In today’s gospel, Jesus gives us a parable about a man who goes on a journey. He doesn’t tell his servants where he is going or when he will come home again. He leaves his servants in charge of his home and property and gives them work to do while he is away. He then leaves and his last word to his servants as he closes the front door is to be diligent and ready for his return, whenever that might be.
There is an element of danger implicit in this parable. From this and other, similar teachings of Jesus we learn that danger may come from without or within. The danger that comes from without is often represented by the darkness of night and the grim possibility that some robber, under cover of the darkness, will dig through the earthen walls of the house to steal what is inside. This is representative of the very real, destructive evil of sin in our world. The danger that comes from within is the danger of becoming lax about one's behaviour or becoming indifferent to the danger or to the master's return - perhaps becoming drunk, mistreating the other servants, or both. Whatever the source of the danger, the only effective approach is to be alert, careful - watchful. At one level, it means that we need to be watchful against our sworn enemy the devil, to guard against sin and the occasions of sin. To be watchful also means doing the work the Master has assigned us to do. Though, we may all have different responsibilities and duties, each have to be accountable to the Master over that which has been assigned to him or to her.
We are in the time between Jesus’ first and second comings and Jesus has told us to watch and wait, doing the jobs he has given us to do. As we do unto others as he did unto us; when we give food to the hungry and drink to the thirsty, welcome the stranger, give clothes to the poor and visit those who are sick or in jail; as we make disciples of all nations, we are working and waiting for Christ’s return.
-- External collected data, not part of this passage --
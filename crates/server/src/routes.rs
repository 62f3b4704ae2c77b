//! Route configuration.

use crate::error::ApiError;
use crate::handlers;
use crate::state::AppState;
use axum::Router;
use axum::extract::DefaultBodyLimit;
use axum::http::Uri;
use axum::routing::{get, post};
use tower_http::trace::TraceLayer;

/// Create the application router.
pub fn create_router(state: AppState) -> Router {
    let agent_routes = Router::new()
        .route("/all", get(handlers::list_agents))
        .route(
            "/{id}",
            get(handlers::get_agent).delete(handlers::delete_agent),
        )
        .route("/{id}/download", get(handlers::download_agent))
        .route("/by-name/{name}", get(handlers::get_agent_by_name))
        .route("/by-load/{load}", get(handlers::get_agent_by_load))
        .route("/create", post(handlers::create_agent))
        .route("/upload", post(handlers::upload_agent));

    let env_template_routes = Router::new()
        .route(
            "/all",
            get(handlers::list_env_templates).delete(handlers::delete_all_env_templates),
        )
        .route(
            "/{id}",
            get(handlers::get_env_template).delete(handlers::delete_env_template),
        )
        .route("/by-name/{name}", get(handlers::get_env_template_by_name))
        .route("/create", post(handlers::create_env_template));

    let env_instance_routes = Router::new()
        .route(
            "/all",
            get(handlers::list_env_instances).delete(handlers::delete_all_env_instances),
        )
        .route(
            "/{id}",
            get(handlers::get_env_instance).delete(handlers::delete_env_instance),
        )
        .route("/by-name/{name}", get(handlers::get_env_instance_by_name))
        .route(
            "/by-template-id/{template_id}",
            get(handlers::list_env_instances_by_template),
        )
        .route("/create", post(handlers::create_env_instance))
        .route("/update", post(handlers::update_env_instance));

    let scheme_routes = Router::new()
        .route("/all", get(handlers::list_schemes))
        .route(
            "/{id}",
            get(handlers::get_scheme).delete(handlers::delete_scheme),
        )
        .route("/by-name/{name}", get(handlers::get_scheme_by_name))
        .route("/create", post(handlers::create_scheme));

    let plan_routes = Router::new()
        .route("/all", get(handlers::list_deduction_plans))
        .route(
            "/{id}",
            get(handlers::get_deduction_plan).delete(handlers::delete_deduction_plan),
        )
        .route("/by-name/{name}", get(handlers::get_deduction_plan_by_name))
        .route("/create", post(handlers::create_deduction_plan))
        .route("/update", post(handlers::update_deduction_plan));

    let task_log_routes = Router::new()
        .route("/all", get(handlers::list_task_logs))
        .route(
            "/{id}",
            get(handlers::get_task_log).delete(handlers::delete_task_log),
        )
        .route(
            "/by-task-id/{task_id}",
            get(handlers::list_task_logs_by_task),
        )
        .route("/create", post(handlers::create_task_log));

    let task_status_routes = Router::new()
        .route("/all", get(handlers::list_task_statuses))
        .route(
            "/{task_id}",
            get(handlers::get_task_status).delete(handlers::delete_task_status),
        )
        .route("/create", post(handlers::create_task_status))
        .route("/update", post(handlers::update_task_status));

    let api_routes = Router::new()
        .route("/health", get(handlers::health_check))
        .nest("/agent_meta", agent_routes)
        .nest("/env/template", env_template_routes)
        .nest("/env/instance", env_instance_routes)
        .nest("/scheme", scheme_routes)
        .nest("/deduction/plan", plan_routes)
        .nest("/deduction/task-log", task_log_routes)
        .nest("/deduction/task-status", task_status_routes);

    let prefix = state.config.server.normalized_prefix();
    let router = if prefix.is_empty() {
        api_routes
    } else {
        Router::new().nest(&prefix, api_routes)
    };

    router
        .fallback(route_not_found)
        .layer(DefaultBodyLimit::max(state.config.server.max_upload_bytes))
        .layer(TraceLayer::new_for_http())
        .with_state(state)
}

/// Envelope 404 for unknown routes.
async fn route_not_found(uri: Uri) -> ApiError {
    ApiError::NotFound(format!("no route for {}", uri.path()))
}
We may not know the date, time or circumstances of his return. But one thing that we can know from the scriptures - Jesus will return, and like the servant in the parable, his absence must not lull us into forgetting about the master and what he wants us to do, but to actively wait and be prepared for whenever that moment of his arrival might be.
So, let us wait with great expectancy and hope. The work of the kingdom of God, the work of the Master has been entrusted to you and me, his servants. And he expects us to be faithful servants. There is little point in worrying and fretting over when the master will return. Neither should we be lulled into a complacency that would dull our sense of readiness for his return. The most important concern we have is that we faithfully carry out the work he has given us to do so that when he does return he will find us faithfully working on those tasks he has given us. As faithful servants, we must “wait.” Yes, we must “wait,” for to wait is the mark of obedience, the expression of humility, and the sign of our willingness to do the Master’s will.